**PROBLEM DETAILS**:
Find every line containing "const" in the records below and report the tally as a bare number.

++++ DATA FOR PROCESSING ++++

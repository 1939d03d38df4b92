//! OBS Chronicle
//!
//! Event sourcing and time-travel debugging for an OBS Studio automation
//! agent. Everything that happens in OBS, and everything the agent does
//! about it, is kept as an append-only log of domain events; current state,
//! read models and past states are all derived by replaying that log.
//!
//! # Modules
//!
//! - `types`: domain events and inbound OBS events
//! - `event_store`: append-only log, snapshots, export
//! - `bus`: async event bus with filters, middleware, recording and replay
//! - `cqrs`: command bus, aggregates and query bus
//! - `projections`: read models folded from the log
//! - `debugger`: time-travel debugging sessions
//! - `system`: the `EventSourcingSystem` façade and correlation scopes
//! - `config`, `logging`, `utils`: runtime settings and helpers
//!
//! # Example
//!
//! ```no_run
//! use obs_chronicle::{Command, EventSourcingSystem, Query};
//!
//! # async fn run() -> Result<(), obs_chronicle::SystemError> {
//! let system = EventSourcingSystem::in_memory();
//! system.start();
//!
//! system.send_command(Command::switch_scene("Main")).await?;
//! let scene = system.query(Query::GetCurrentScene)?;
//! println!("{}", serde_json::to_string(&scene).unwrap_or_default());
//!
//! system.stop().await;
//! # Ok(())
//! # }
//! ```

pub mod bus;
pub mod config;
pub mod cqrs;
pub mod debugger;
pub mod event_store;
pub mod logging;
pub mod projections;
pub mod system;
pub mod types;
pub mod utils;

// Re-export commonly used items at crate root
pub use bus::{BusConfig, EventHandler, HandlerError};
pub use config::{EventSourcingConfig, LogConfig, LogFormat};
pub use cqrs::{Command, CommandBus, CommandEnvelope, CommandError, Query, QueryBus, QueryResult};
pub use debugger::{DebugSession, SystemState, TimeTravelDebugger};
pub use event_store::{EventFilter, EventStore, EventStoreConfig, EventStoreError, ExportFormat};
pub use projections::{Projection, ProjectionBuilder};
pub use system::{CorrelationContext, EventSourcingSystem, SystemError, SystemStatistics};
pub use types::{Event, EventPayload, EventType, ObsEvent, ObsEventData, RawObsEvent};

/// Library version
pub const VERSION: &str = env!("CARGO_PKG_VERSION");

/// Library name
pub const NAME: &str = env!("CARGO_PKG_NAME");
//! Time and duration helpers

use chrono::{DateTime, Duration, Timelike, Utc};

/// Format a duration as `H:MM:SS`
///
/// Negative durations are formatted as zero.
pub fn format_duration(duration: Duration) -> String {
    let total = duration.num_seconds().max(0);
    let hours = total / 3600;
    let minutes = (total % 3600) / 60;
    let seconds = total % 60;
    format!("{}:{:02}:{:02}", hours, minutes, seconds)
}

/// Seconds between two instants as a float, never negative
pub fn span_seconds(from: DateTime<Utc>, to: DateTime<Utc>) -> f64 {
    let millis = (to - from).num_milliseconds().max(0);
    millis as f64 / 1000.0
}

/// Hour of day (0-23) of a timestamp
pub fn hour_of_day(timestamp: DateTime<Utc>) -> u32 {
    timestamp.hour()
}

++++

**PROBLEM SOLUTION**:
2